Cela amène à s’interroger sur l’organisation du secteur lui-même : doit-il être structuré autour d’équipementiers ou d’ensembliers ? Beaucoup pensent que combiner les deux domaines au sein d’une même entreprise complique les coopérations européennes. C’est sans doute une bonne chose de les conserver séparés ; le mélange des genres peut nuire en ce qu’il conduit assez vite à la création de champions nationaux, avec les problèmes que cela peut poser.

L’industrie de la sécurité est à la charnière de l’industrie de la défense, et le marché de la cybersécurité est en pleine expansion. L’enjeu est d’importance et, si l’on parvient à définir des normes de sécurité européennes, ce marché s’élargira beaucoup. Il y a là un moyen de promouvoir des développements industriels intéressants pour EADS, présent sur ce marché. Or cette question présente un intérêt politique immédiatement perceptible par tous nos partenaires, la sécurité nationale étant un élément assez fédérateur pour que tout le monde s’y retrouve, même les États que l’éventualité d’une intervention au Sahel convainc moins – à tort, selon moi.

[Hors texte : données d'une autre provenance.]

//! Run-scoped execution context handed to fetcher bodies.

use std::collections::BTreeSet;
use std::sync::atomic::{AtomicU64, Ordering};
use std::sync::{Arc, Mutex, PoisonError};

use chrono::{DateTime, Duration, Utc};
use harvest_core::{
    decode_set, encode_set, CachedValue, ErrorKind, ErrorRecord, MetricsSnapshot, OpenRun,
    UpsertDecision,
};
use harvest_storage::{
    content_hash, ArtifactStore, CheckpointStore, DedupEngine, SourceHttp, StoredArtifact,
};
use tracing::{debug, warn};
use uuid::Uuid;

use crate::error::ItemError;

/// Counters and the append-only error list for one run.
#[derive(Debug, Default)]
pub struct RunRecorder {
    attempted: AtomicU64,
    fetched: AtomicU64,
    new: AtomicU64,
    updated: AtomicU64,
    skipped: AtomicU64,
    failed: AtomicU64,
    errors: Mutex<Vec<ErrorRecord>>,
}

impl RunRecorder {
    pub fn add_attempted(&self, n: u64) {
        self.attempted.fetch_add(n, Ordering::Relaxed);
    }

    pub fn add_fetched(&self, n: u64) {
        self.fetched.fetch_add(n, Ordering::Relaxed);
    }

    pub fn add_new(&self, n: u64) {
        self.new.fetch_add(n, Ordering::Relaxed);
    }

    pub fn add_updated(&self, n: u64) {
        self.updated.fetch_add(n, Ordering::Relaxed);
    }

    pub fn add_skipped(&self, n: u64) {
        self.skipped.fetch_add(n, Ordering::Relaxed);
    }

    pub fn add_failed(&self, n: u64) {
        self.failed.fetch_add(n, Ordering::Relaxed);
    }

    pub fn record_error(&self, kind: ErrorKind, message: impl Into<String>, subject: Option<&str>) {
        let record = ErrorRecord {
            kind,
            message: message.into(),
            subject: subject.map(str::to_string),
            recorded_at: Utc::now(),
        };
        warn!(%kind, subject = ?record.subject, message = %record.message, "recorded fetch error");
        self.errors
            .lock()
            .unwrap_or_else(PoisonError::into_inner)
            .push(record);
    }

    pub fn snapshot(&self) -> MetricsSnapshot {
        MetricsSnapshot {
            attempted: self.attempted.load(Ordering::Relaxed),
            fetched: self.fetched.load(Ordering::Relaxed),
            new: self.new.load(Ordering::Relaxed),
            updated: self.updated.load(Ordering::Relaxed),
            skipped: self.skipped.load(Ordering::Relaxed),
            failed: self.failed.load(Ordering::Relaxed),
        }
    }

    pub fn errors(&self) -> Vec<ErrorRecord> {
        self.errors
            .lock()
            .unwrap_or_else(PoisonError::into_inner)
            .clone()
    }
}

/// Checkpoint store bound to one source.
#[derive(Clone)]
pub struct Checkpoints {
    store: Arc<dyn CheckpointStore>,
    source: String,
}

impl Checkpoints {
    pub fn new(store: Arc<dyn CheckpointStore>, source: impl Into<String>) -> Self {
        Self {
            store,
            source: source.into(),
        }
    }

    pub async fn get(&self, key: &str) -> Result<Option<String>, ItemError> {
        self.store
            .get(&self.source, key)
            .await
            .map_err(ItemError::storage)
    }

    pub async fn set(&self, key: &str, value: &str) -> Result<(), ItemError> {
        self.store
            .set(&self.source, key, value)
            .await
            .map_err(ItemError::storage)
    }

    pub async fn get_set(&self, key: &str) -> Result<BTreeSet<String>, ItemError> {
        Ok(self
            .get(key)
            .await?
            .map(|value| decode_set(&value))
            .unwrap_or_default())
    }

    pub async fn set_set(&self, key: &str, members: &BTreeSet<String>) -> Result<(), ItemError> {
        self.set(key, &encode_set(members)).await
    }

    pub async fn get_datetime(&self, key: &str) -> Result<Option<DateTime<Utc>>, ItemError> {
        Ok(self.get(key).await?.and_then(|value| {
            DateTime::parse_from_rfc3339(&value)
                .ok()
                .map(|dt| dt.with_timezone(&Utc))
        }))
    }

    pub async fn set_datetime(&self, key: &str, at: DateTime<Utc>) -> Result<(), ItemError> {
        self.set(key, &at.to_rfc3339()).await
    }

    /// Cached lookup with an embedded expiry; stale or unreadable entries read as absent.
    pub async fn get_fresh(&self, key: &str, now: DateTime<Utc>) -> Result<Option<String>, ItemError> {
        let Some(raw) = self.get(key).await? else {
            return Ok(None);
        };
        match CachedValue::decode(&raw) {
            Ok(cached) if cached.is_fresh(now) => Ok(Some(cached.payload)),
            Ok(_) => Ok(None),
            Err(err) => {
                debug!(key, %err, "ignoring unreadable cached checkpoint");
                Ok(None)
            }
        }
    }

    pub async fn set_with_ttl(
        &self,
        key: &str,
        payload: &str,
        now: DateTime<Utc>,
        ttl: Duration,
    ) -> Result<(), ItemError> {
        self.set(key, &CachedValue::new(payload, now, ttl).encode())
            .await
    }
}

/// Raw storage sink bound to one source.
#[derive(Clone)]
pub struct RawStorage {
    store: ArtifactStore,
    source: String,
}

impl RawStorage {
    pub fn new(store: ArtifactStore, source: impl Into<String>) -> Self {
        Self {
            store,
            source: source.into(),
        }
    }

    pub async fn store_raw_text(
        &self,
        item_id: &str,
        content: &str,
        extension: &str,
    ) -> Result<StoredArtifact, ItemError> {
        self.store
            .store_raw_text(&self.source, item_id, content, extension)
            .await
            .map_err(ItemError::storage)
    }

    pub async fn read_raw_text(&self, item_id: &str, extension: &str) -> Result<Option<String>, ItemError> {
        self.store
            .read_raw_text(&self.source, item_id, extension)
            .await
            .map_err(ItemError::storage)
    }
}

/// An item classified against its fingerprint whose raw artifact (if any) is
/// already durable. The fingerprint is committed by [`ExecutionContext::commit`].
#[derive(Debug, Clone)]
#[must_use = "the fingerprint is only committed by ExecutionContext::commit"]
pub struct StagedItem {
    pub item_id: String,
    pub content_hash: String,
    pub decision: UpsertDecision,
    pub artifact: Option<StoredArtifact>,
    previous_hash: Option<String>,
}

pub struct ExecutionContext {
    run: OpenRun,
    http: SourceHttp,
    checkpoints: Checkpoints,
    dedup: DedupEngine,
    storage: RawStorage,
    recorder: RunRecorder,
}

impl ExecutionContext {
    pub fn new(
        run: OpenRun,
        http: SourceHttp,
        checkpoints: Checkpoints,
        dedup: DedupEngine,
        storage: RawStorage,
    ) -> Self {
        Self {
            run,
            http,
            checkpoints,
            dedup,
            storage,
            recorder: RunRecorder::default(),
        }
    }

    pub fn run_id(&self) -> Uuid {
        self.run.run_id
    }

    pub fn source(&self) -> &str {
        &self.run.source
    }

    pub fn version(&self) -> &str {
        &self.run.version
    }

    pub fn http(&self) -> &SourceHttp {
        &self.http
    }

    pub fn checkpoint(&self) -> &Checkpoints {
        &self.checkpoints
    }

    pub fn dedupe(&self) -> &DedupEngine {
        &self.dedup
    }

    pub fn storage(&self) -> &RawStorage {
        &self.storage
    }

    pub fn mark_attempted(&self) {
        self.recorder.add_attempted(1);
    }

    pub fn mark_fetched(&self) {
        self.recorder.add_fetched(1);
    }

    pub fn mark_new(&self, n: u64) {
        self.recorder.add_new(n);
    }

    pub fn mark_updated(&self, n: u64) {
        self.recorder.add_updated(n);
    }

    pub fn mark_skipped(&self) {
        self.recorder.add_skipped(1);
    }

    pub fn mark_failed(&self) {
        self.recorder.add_failed(1);
    }

    pub fn record_error(&self, kind: ErrorKind, message: impl Into<String>, subject: Option<&str>) {
        self.recorder.record_error(kind, message, subject);
    }

    /// Records an item-level failure and marks the item failed.
    pub fn fail_item(&self, err: &ItemError, subject: &str) {
        self.recorder
            .record_error(err.kind(), format!("{err:#}"), Some(subject));
        self.mark_failed();
    }

    /// Records one RATE_LIMITED error and leaves `remaining` not-yet-attempted
    /// items for the next scheduled run. They count as attempted and skipped.
    pub fn defer_remaining(&self, remaining: u64, subject: &str) {
        self.recorder.record_error(
            ErrorKind::RateLimited,
            format!("rate limited; deferring {remaining} further item(s) to the next run"),
            Some(subject),
        );
        self.recorder.add_attempted(remaining);
        self.recorder.add_skipped(remaining);
    }

    pub fn snapshot(&self) -> MetricsSnapshot {
        self.recorder.snapshot()
    }

    pub fn errors(&self) -> Vec<ErrorRecord> {
        self.recorder.errors()
    }

    /// Classifies `content` for `item_id` and, for NEW/UPDATED, writes the raw
    /// artifact. A failed write leaves the fingerprint untouched.
    pub async fn stage_raw(
        &self,
        item_id: &str,
        content: &str,
        extension: &str,
    ) -> Result<StagedItem, ItemError> {
        let hash = content_hash(content);
        let (decision, previous_hash) = self
            .dedup
            .classify(item_id, &hash)
            .await
            .map_err(ItemError::storage)?;

        let artifact = if decision.needs_write() {
            Some(
                self.storage
                    .store_raw_text(item_id, content, extension)
                    .await?,
            )
        } else {
            None
        };

        Ok(StagedItem {
            item_id: item_id.to_string(),
            content_hash: hash,
            decision,
            artifact,
            previous_hash,
        })
    }

    /// Commits the fingerprint of a staged item. This is the last step of an upsert.
    pub async fn commit(&self, staged: StagedItem) -> Result<UpsertDecision, ItemError> {
        if !staged.decision.needs_write() {
            return Ok(staged.decision);
        }
        let committed = self
            .dedup
            .commit(
                &staged.item_id,
                staged.previous_hash.as_deref(),
                &staged.content_hash,
            )
            .await
            .map_err(ItemError::storage)?;
        if !committed {
            return Err(ItemError::storage(anyhow::anyhow!(
                "fingerprint for {} changed while it was being stored",
                staged.item_id
            )));
        }
        Ok(staged.decision)
    }

    /// `stage_raw` followed by `commit`, for items with no downstream write.
    pub async fn upsert_raw(
        &self,
        item_id: &str,
        content: &str,
        extension: &str,
    ) -> Result<UpsertDecision, ItemError> {
        let staged = self.stage_raw(item_id, content, extension).await?;
        self.commit(staged).await
    }

    pub(crate) fn into_run(self) -> OpenRun {
        self.run
    }
}

#[cfg(test)]
mod tests {
    use super::*;
    use harvest_storage::{
        FileCheckpointStore, FileFingerprintStore, HttpClientConfig, HttpFetcher, HttpProfile,
    };
    use tempfile::{tempdir, TempDir};

    fn context(dir: &TempDir, artifacts_root: std::path::PathBuf) -> ExecutionContext {
        let run = OpenRun::start("rss", "1");
        let http = Arc::new(HttpFetcher::new(HttpClientConfig::default()).unwrap())
            .for_source("rss", &HttpProfile::default());
        ExecutionContext::new(
            run.clone(),
            http,
            Checkpoints::new(
                Arc::new(FileCheckpointStore::new(dir.path().join("checkpoints"))),
                "rss",
            ),
            DedupEngine::new(
                Arc::new(FileFingerprintStore::new(dir.path().join("fingerprints"))),
                "rss",
                run.run_id,
            ),
            RawStorage::new(ArtifactStore::new(artifacts_root), "rss"),
        )
    }

    #[tokio::test]
    async fn counters_and_errors_accumulate() {
        let dir = tempdir().unwrap();
        let ctx = context(&dir, dir.path().join("artifacts"));
        ctx.mark_attempted();
        ctx.mark_attempted();
        ctx.mark_fetched();
        ctx.mark_new(1);
        ctx.fail_item(&ItemError::parse("entry-2", "missing title"), "entry-2");
        ctx.defer_remaining(3, "entry-3");

        let snap = ctx.snapshot();
        assert_eq!(snap.attempted, 5);
        assert_eq!(snap.new, 1);
        assert_eq!(snap.failed, 1);
        assert_eq!(snap.skipped, 3);

        let errors = ctx.errors();
        assert_eq!(errors.len(), 2);
        assert_eq!(errors[0].kind, ErrorKind::ParseError);
        assert_eq!(errors[0].subject.as_deref(), Some("entry-2"));
        assert_eq!(errors[1].kind, ErrorKind::RateLimited);
    }

    #[tokio::test]
    async fn staged_upsert_commits_only_after_storage() {
        let dir = tempdir().unwrap();
        let ctx = context(&dir, dir.path().join("artifacts"));

        let staged = ctx.stage_raw("item-1", "hello", "txt").await.unwrap();
        assert_eq!(staged.decision, UpsertDecision::New);
        assert!(staged.artifact.is_some());
        // Not committed yet: a second classification still sees NEW.
        let again = ctx.stage_raw("item-1", "hello", "txt").await.unwrap();
        assert_eq!(again.decision, UpsertDecision::New);

        assert_eq!(ctx.commit(staged).await.unwrap(), UpsertDecision::New);
        assert_eq!(
            ctx.upsert_raw("item-1", "hello", "txt").await.unwrap(),
            UpsertDecision::Unchanged
        );
        assert_eq!(
            ctx.upsert_raw("item-1", "hello again", "txt").await.unwrap(),
            UpsertDecision::Updated
        );
        assert_eq!(
            ctx.storage()
                .read_raw_text("item-1", "txt")
                .await
                .unwrap()
                .as_deref(),
            Some("hello again")
        );
    }

    #[tokio::test]
    async fn failed_artifact_write_does_not_commit_fingerprint() {
        let dir = tempdir().unwrap();
        // A regular file where the artifact directory should be makes every write fail.
        let blocked = dir.path().join("artifacts");
        std::fs::write(&blocked, "not a directory").unwrap();
        let ctx = context(&dir, blocked);

        let err = ctx.upsert_raw("item-1", "hello", "txt").await.unwrap_err();
        assert_eq!(err.kind(), ErrorKind::StorageError);
        let (decision, _) = ctx.dedupe().classify("item-1", &content_hash("hello")).await.unwrap();
        assert_eq!(decision, UpsertDecision::New);
    }

    #[tokio::test]
    async fn checkpoint_helpers_round_trip_sets_and_expiring_values() {
        let dir = tempdir().unwrap();
        let ctx = context(&dir, dir.path().join("artifacts"));
        let cp = ctx.checkpoint();

        let frontier: BTreeSet<String> = ["https://a/1", "https://a/2"].iter().map(|s| s.to_string()).collect();
        cp.set_set("frontier", &frontier).await.unwrap();
        assert_eq!(cp.get_set("frontier").await.unwrap(), frontier);
        assert!(cp.get_set("missing").await.unwrap().is_empty());

        let now = Utc::now();
        cp.set_with_ttl("geo:London", "51.5,-0.12", now, Duration::days(30))
            .await
            .unwrap();
        assert_eq!(
            cp.get_fresh("geo:London", now).await.unwrap().as_deref(),
            Some("51.5,-0.12")
        );
        assert_eq!(
            cp.get_fresh("geo:London", now + Duration::days(31)).await.unwrap(),
            None
        );
    }
}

S’agissant de la défense antimissile balistique, je partage l’opinion de M. Védrine : il faut distinguer défense d’un territoire limité et bouclier antimissile global. Le second serait difficilement compatible avec une logique de dissuasion, mais deux éléments font qu’il ne sera probablement pas envisagé. Il y a d’abord la raison technique : si des progrès ont été réalisés pour une défense locale, comme l’a illustré ce qui se passe depuis Gaza, rien de concluant n’a été mis au point à ce jour pour une défense plus ambitieuse face à des missiles intercontinentaux équipés de tête furtive, si bien que le débat demeure hypothétique. L’autre raison est financière : les ressources qu’il faudrait mobiliser pour obtenir des résultats autres que conjecturaux sont incompatibles avec les possibilités de nos différents pays, joindraient-ils tous leurs efforts à ceux des États-Unis. Il faut veiller à ce que la poursuite de chimères n’ait pas pour effet d’assécher des crédits qui devraient être consacrés à des programmes permettant des progrès plus tangibles. La défense antimissile balistique a du sens s’il s’agit de protéger une zone délimitée, et nous avons, avec MBDA, des capacités à cette fin en Europe, qu’il faut renforcer et encourager. Aller plus loin signifierait engager beaucoup d’argent pour des résultats plus qu’incertains et se priver ainsi de fonds qui devraient être destinés à des programmes absolument nécessaires dans d’autres domaines.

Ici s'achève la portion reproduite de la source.